Ten minutes later the third relay of six brought the coca leaves, and five more armed men. The laborers all had collapsible canvas buckets. They went off to a nearby stream for water. The boss guard ordered two of his people to walk into the woods to stand sentry, and that's where things went wrong. One of them walked straight toward the assault element, fifty meters away.

"Uh- oh," Vega observed quietly.

Chavez tapped four dashes on his radio button, the danger signal.

I see it , the captain replied with two dashes. Then three dashes. Get ready .

Oso got his machine gun up and flipped off the safety.

Maybe they'll drop him quietly , Chavez hoped.

The guys with the buckets were just coming back when Chavez heard a scream over to his left. The riflemen below him reacted at once. Vega started firing then.

The sudden shooting from another direction confused the guards, but they reacted as people with automatic weapons invariably reacted to surprise - they started shooting in all directions.

"Shit!" Ingeles snarled, and fired his grenade into the objective. It landed among the jars and exploded, showering everyone in the area with sulfuric acid. Tracers flew everywhere, and people dropped, but it was too confused, too unplanned for the soldiers to keep track of what was happening. The shooting stopped in a few seconds. Everyone in view was down. The assault group appeared soon thereafter, and Chavez ran down to join them. He counted bodies and came up three short.

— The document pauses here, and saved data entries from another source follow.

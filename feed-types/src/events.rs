//! Events delivered on a discussion's push topic.
//!
//! The topic of a comment stream is the discussion id. Every event also
//! names its discussion, so a payload that arrives on the wrong topic can be
//! rejected instead of mutating an unrelated list.

use serde::{Deserialize, Serialize};
use std::fmt;

use crate::{Comment, CommentId, DecodeError, PostId};

/// A typed push event.
#[derive(Debug, Clone, PartialEq, Eq, Serialize, Deserialize)]
#[serde(tag = "type", rename_all = "snake_case")]
pub enum PushEvent {
    /// A comment was created (possibly an echo of our own).
    CommentCreated {
        /// Owning discussion.
        #[serde(rename = "discussionId")]
        discussion_id: PostId,
        /// The new comment.
        comment: Comment,
    },
    /// A comment body changed.
    CommentUpdated {
        /// Owning discussion.
        #[serde(rename = "discussionId")]
        discussion_id: PostId,
        /// The comment after the change.
        comment: Comment,
    },
    /// A comment was removed.
    CommentDeleted {
        /// Owning discussion.
        #[serde(rename = "discussionId")]
        discussion_id: PostId,
        /// Id of the removed comment.
        #[serde(rename = "commentId")]
        comment_id: CommentId,
    },
}

/// Discriminator of a [`PushEvent`], for logging and filtering.
#[derive(Debug, Clone, Copy, PartialEq, Eq, Hash)]
pub enum PushEventKind {
    /// `comment_created`
    Created,
    /// `comment_updated`
    Updated,
    /// `comment_deleted`
    Deleted,
}

impl fmt::Display for PushEventKind {
    fn fmt(&self, f: &mut fmt::Formatter<'_>) -> fmt::Result {
        match self {
            PushEventKind::Created => f.write_str("comment_created"),
            PushEventKind::Updated => f.write_str("comment_updated"),
            PushEventKind::Deleted => f.write_str("comment_deleted"),
        }
    }
}

impl PushEvent {
    /// The discussion this event belongs to.
    pub fn discussion_id(&self) -> &PostId {
        match self {
            PushEvent::CommentCreated { discussion_id, .. }
            | PushEvent::CommentUpdated { discussion_id, .. }
            | PushEvent::CommentDeleted { discussion_id, .. } => discussion_id,
        }
    }

    /// The event discriminator.
    pub fn kind(&self) -> PushEventKind {
        match self {
            PushEvent::CommentCreated { .. } => PushEventKind::Created,
            PushEvent::CommentUpdated { .. } => PushEventKind::Updated,
            PushEvent::CommentDeleted { .. } => PushEventKind::Deleted,
        }
    }

    /// Id of the affected comment.
    pub fn comment_id(&self) -> &CommentId {
        match self {
            PushEvent::CommentCreated { comment, .. }
            | PushEvent::CommentUpdated { comment, .. } => &comment.id,
            PushEvent::CommentDeleted { comment_id, .. } => comment_id,
        }
    }

    /// Serialize to JSON bytes.
    pub fn to_bytes(&self) -> Result<Vec<u8>, DecodeError> {
        serde_json::to_vec(self).map_err(DecodeError::Json)
    }

    /// Deserialize from JSON bytes.
    pub fn from_bytes(bytes: &[u8]) -> Result<Self, DecodeError> {
        serde_json::from_slice(bytes).map_err(DecodeError::Json)
    }

    /// Deserialize a payload received on `topic`, rejecting events for other discussions.
    pub fn from_topic_payload(topic: &PostId, bytes: &[u8]) -> Result<Self, DecodeError> {
        let event = Self::from_bytes(bytes)?;
        if event.discussion_id() != topic {
            return Err(DecodeError::TopicMismatch {
                event: event.discussion_id().to_string(),
                topic: topic.to_string(),
            });
        }
        Ok(event)
    }
}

"Guerra, Chavez, find 'em!" Captain Ramirez ordered. He didn't have to say Kill 'em!

But they didn't. Guerra stumbled across one and killed him on the spot. Chavez came up dry, neither seeing nor hearing anything. He found the stream and one bucket, three hundred meters from the objective. If they'd been right there when the shooting started, that meant they had four or five minutes head start in the country they'd grown up in. Both soldiers spent half an hour rushing and stopping, looking and listening, but two men were away clean.

When they got back to the objective they learned that this was the good news. One of their men was dead. Rocha, one of their riflemen, had taken a burst full in the chest from one of the guards and died instantly. The squad was very quiet.

Jackson was also in an angry mood. The aggressor force had beaten him. Ranger 's fighters hadn't gotten it right. His tactical scheme had come apart when one of the squadrons turned the wrong way, and what should have been a masterful trap had turned into a clear avenue for the "Russians" to blaze in and get close enough to the carrier to launch missiles. That was embarrassing, if not completely unexpected. New ideas took time to work out, and maybe he had to rethink some of his arrangements. Just because it had all worked on the computer simulation didn't mean that the plan was perfect, Jackson reminded himself. He continued to stare at the radar screen, trying to remember the patterns and how they had moved. While he watched, a single blip reappeared on the screen, heading southwest toward the carrier. He wondered who that was as the Hawkeye prepared for landing.

The E- 2C made a perfect trap, catching the number-three wire and rolling forward to clear the deck for the next aircraft. Robby dismounted in time to see the next one land. It was an Intruder, the same one he'd noticed before boarding the Hawk-eye a few hours earlier. The squadron commander's personal bird, he noticed. The one that had flown toward the beach. But that wasn't important. Commander Jackson immediately headed for the CAG's office to start the debrief.

Commander Jensen also taxied clear of the landing area. The Intruder's wings folded up to minimize its deck space as it took its parking place forward. By the time he and his B/N dismounted, his plane captain was there waiting for them. He'd already pulled the videotape from its compartment in the nose instrument bay. This he handed to the skipper - squadron commanders are given that title - before leading them into the island and safety. The "tech-rep" was there to meet them, and Jensen handed the tape over to him.

"Four- oh, the man said," the pilot reported. Jensen just kept walking.

The "tech-rep" carried the tape cassette to his cabin, where he put it in a metal container with a lock. He sealed it further with multicolored tape and affixed a Top Secret label to both sides. It was then placed in yet another shipping box, which the man carried to a compartment on the O-3 level. There was a COD flight scheduled out in thirty minutes. The box would go on it in a courier's pocket and get flown to Panama, where an Agency field officer would take custody of it and fly to Andrews Air Force Base for final delivery to Langley.